A National Vital Statistics Report by Brady E. Hamilton, Joyce A. Martin, Michelle J.K. Osterman and Sally C. Curtin of National Center for Health Statistics, part of the Centers for Disease Control and Prevention, said the birth rate declined steadily since 2007, the recent high, by more than 2 percent a year -- coinciding with the Great Recession.

The general fertility rate was 62.9 births per 1,000 women ages 15 to 44 -- down slightly from the 2012 record low. The birth rate for women in their early 20s declined last year, to a record low of 81.2 births per 1,000 women. However, the birth rates for women in their 30s and 40s rose last year.

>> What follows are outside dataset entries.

use anyhow::{Context, Result};
use clap::{Parser, Subcommand, ValueEnum};
use std::path::PathBuf;

mod commands;
mod config;
mod error;

use commands::render::RenderOptions;
use config::{Config, NumberKind, PageKind};
use error::print_error_and_exit;

#[derive(Parser)]
#[command(name = "choro")]
#[command(about = "choro - print-quality choropleth and hotspot maps")]
#[command(version)]
#[command(long_about = "
choro classifies regional statistics with natural breaks (or colors precomputed
hotspot labels), draws them on a Mercator map and exports print PNG files that
carry their physical resolution.

Examples:
  choro render --geojson sigungu.geojson --values population.json --title 'Population 2024'
  choro render --geojson sigungu.geojson --categories gistar.json --palette gistar --dpi 96,150,300
  choro render --geojson sigungu.geojson --values density.json --kind map --number-format density
  choro config --example > choro.toml
")]
pub struct Cli {
    #[command(subcommand)]
    pub command: Commands,

    /// Configuration file path
    #[arg(long, global = true)]
    pub config: Option<PathBuf>,

    /// Number of threads to use
    #[arg(short, long, global = true)]
    pub threads: Option<usize>,

    /// Verbose output
    #[arg(short, long, global = true, action = clap::ArgAction::Count)]
    pub verbose: u8,

    /// Quiet mode (suppress non-error output)
    #[arg(short, long, global = true)]
    pub quiet: bool,
}

#[derive(Subcommand)]
pub enum Commands {
    /// Export a map as PNG at one or more resolutions
    Render {
        /// Region boundaries (GeoJSON FeatureCollection)
        #[arg(long, required = true)]
        geojson: PathBuf,

        /// Numeric values per region id (JSON object)
        #[arg(long, conflicts_with = "categories", required_unless_present = "categories")]
        values: Option<PathBuf>,

        /// Category key per region id (JSON object)
        #[arg(long)]
        categories: Option<PathBuf>,

        /// Palette for --categories
        #[arg(long, default_value = "gistar")]
        palette: PaletteKind,

        /// Page title
        #[arg(long)]
        title: Option<String>,

        /// Page subtitle
        #[arg(long)]
        subtitle: Option<String>,

        /// Output resolutions, comma separated
        #[arg(long, value_delimiter = ',')]
        dpi: Vec<u32>,

        /// Number of natural-breaks classes
        #[arg(short = 'k', long)]
        classes: Option<usize>,

        /// Page variant
        #[arg(long)]
        kind: Option<PageKind>,

        /// Legend number style
        #[arg(long)]
        number_format: Option<NumberKind>,

        /// Base name for output files (defaults to the data file stem)
        #[arg(short, long)]
        name: Option<String>,

        /// Output directory
        #[arg(short, long)]
        out_dir: Option<PathBuf>,
    },

    /// Show the effective configuration
    Config {
        /// Print a complete example choro.toml instead
        #[arg(long)]
        example: bool,

        /// Write to this file instead of stdout
        #[arg(short, long)]
        output: Option<PathBuf>,
    },
}

#[derive(ValueEnum, Clone, Copy, Debug, PartialEq, Eq)]
pub enum PaletteKind {
    /// Getis-Ord Gi* confidence tiers
    Gistar,
    /// Local Moran's I quadrants
    Moran,
}

fn setup_logging(verbose: u8, quiet: bool) -> Result<()> {
    if quiet {
        std::env::set_var("RUST_LOG", "error");
    } else {
        let level = match verbose {
            0 => "info",
            1 => "debug",
            _ => "trace",
        };
        std::env::set_var("RUST_LOG", level);
    }

    env_logger::Builder::from_default_env()
        .format_timestamp_secs()
        .init();

    Ok(())
}

fn main() -> Result<()> {
    let cli = Cli::parse();

    // Setup logging
    setup_logging(cli.verbose, cli.quiet)?;

    // Load configuration
    let config = Config::load(cli.config.as_deref())?;

    // Set global thread count if specified
    if let Some(threads) = cli.threads {
        rayon::ThreadPoolBuilder::new()
            .num_threads(threads)
            .build_global()
            .context("Failed to set thread count")?;
    }

    // Execute the requested command
    let outcome = match cli.command {
        Commands::Render {
            geojson,
            values,
            categories,
            palette,
            title,
            subtitle,
            dpi,
            classes,
            kind,
            number_format,
            name,
            out_dir,
        } => {
            let opts = RenderOptions {
                geojson,
                values,
                categories,
                palette,
                title,
                subtitle,
                dpi,
                classes,
                kind,
                number_format,
                name,
                out_dir,
            };
            commands::render::execute(&config, opts).map(|written| {
                for path in written {
                    println!("{}", path.display());
                }
            })
        }

        Commands::Config { example, output } => {
            commands::config::execute(&config, example, output.as_deref()).map(|text| print!("{}", text))
        }
    };

    if let Err(err) = outcome {
        print_error_and_exit(&err);
    }

    Ok(())
}

#[cfg(test)]
mod tests {
    use super::*;
    use clap::CommandFactory;

    #[test]
    fn test_cli_definition_is_consistent() {
        Cli::command().debug_assert();
    }

    #[test]
    fn test_dpi_list_parsing() {
        let cli = Cli::parse_from(["choro", "render", "--geojson", "a.geojson", "--values", "v.json", "--dpi", "96,150,300"]);
        match cli.command {
            Commands::Render { dpi, palette, .. } => {
                assert_eq!(dpi, vec![96, 150, 300]);
                assert_eq!(palette, PaletteKind::Gistar);
            }
            _ => panic!("expected render"),
        }
    }

    #[test]
    fn test_values_and_categories_conflict() {
        let parsed = Cli::try_parse_from([
            "choro", "render", "--geojson", "a.geojson", "--values", "v.json", "--categories", "c.json",
        ]);
        assert!(parsed.is_err());

        let parsed = Cli::try_parse_from(["choro", "render", "--geojson", "a.geojson"]);
        assert!(parsed.is_err());
    }

    #[test]
    fn test_kind_and_palette_values() {
        let cli = Cli::parse_from([
            "choro", "render", "--geojson", "a.geojson", "--categories", "c.json", "--palette", "moran", "--kind", "map",
        ]);
        match cli.command {
            Commands::Render { palette, kind, .. } => {
                assert_eq!(palette, PaletteKind::Moran);
                assert_eq!(kind, Some(PageKind::Map));
            }
            _ => panic!("expected render"),
        }
    }
}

The number of births to U.S. teens ages 15-19 last year was 274,641, down 10 percent from 2012 and the lowest number of teen births ever reported for the United States, the report said. Last year's number of births was 38 percent fewer than 444,899 in 2007 -- the most recent high -- and 57 percent fewer than in 1970, the all-time peak year for the number of teen births at 644,708.

The birth rate for teens ages 10 to 14 was 0.3 births per 1,000 in 2013, down from 0.4 in 2012, an historic low. The number of births to mothers in this age group decreased 15 percent in 2013, to 3,108 births, the lowest number of births to this group ever reported for the nation, the report said.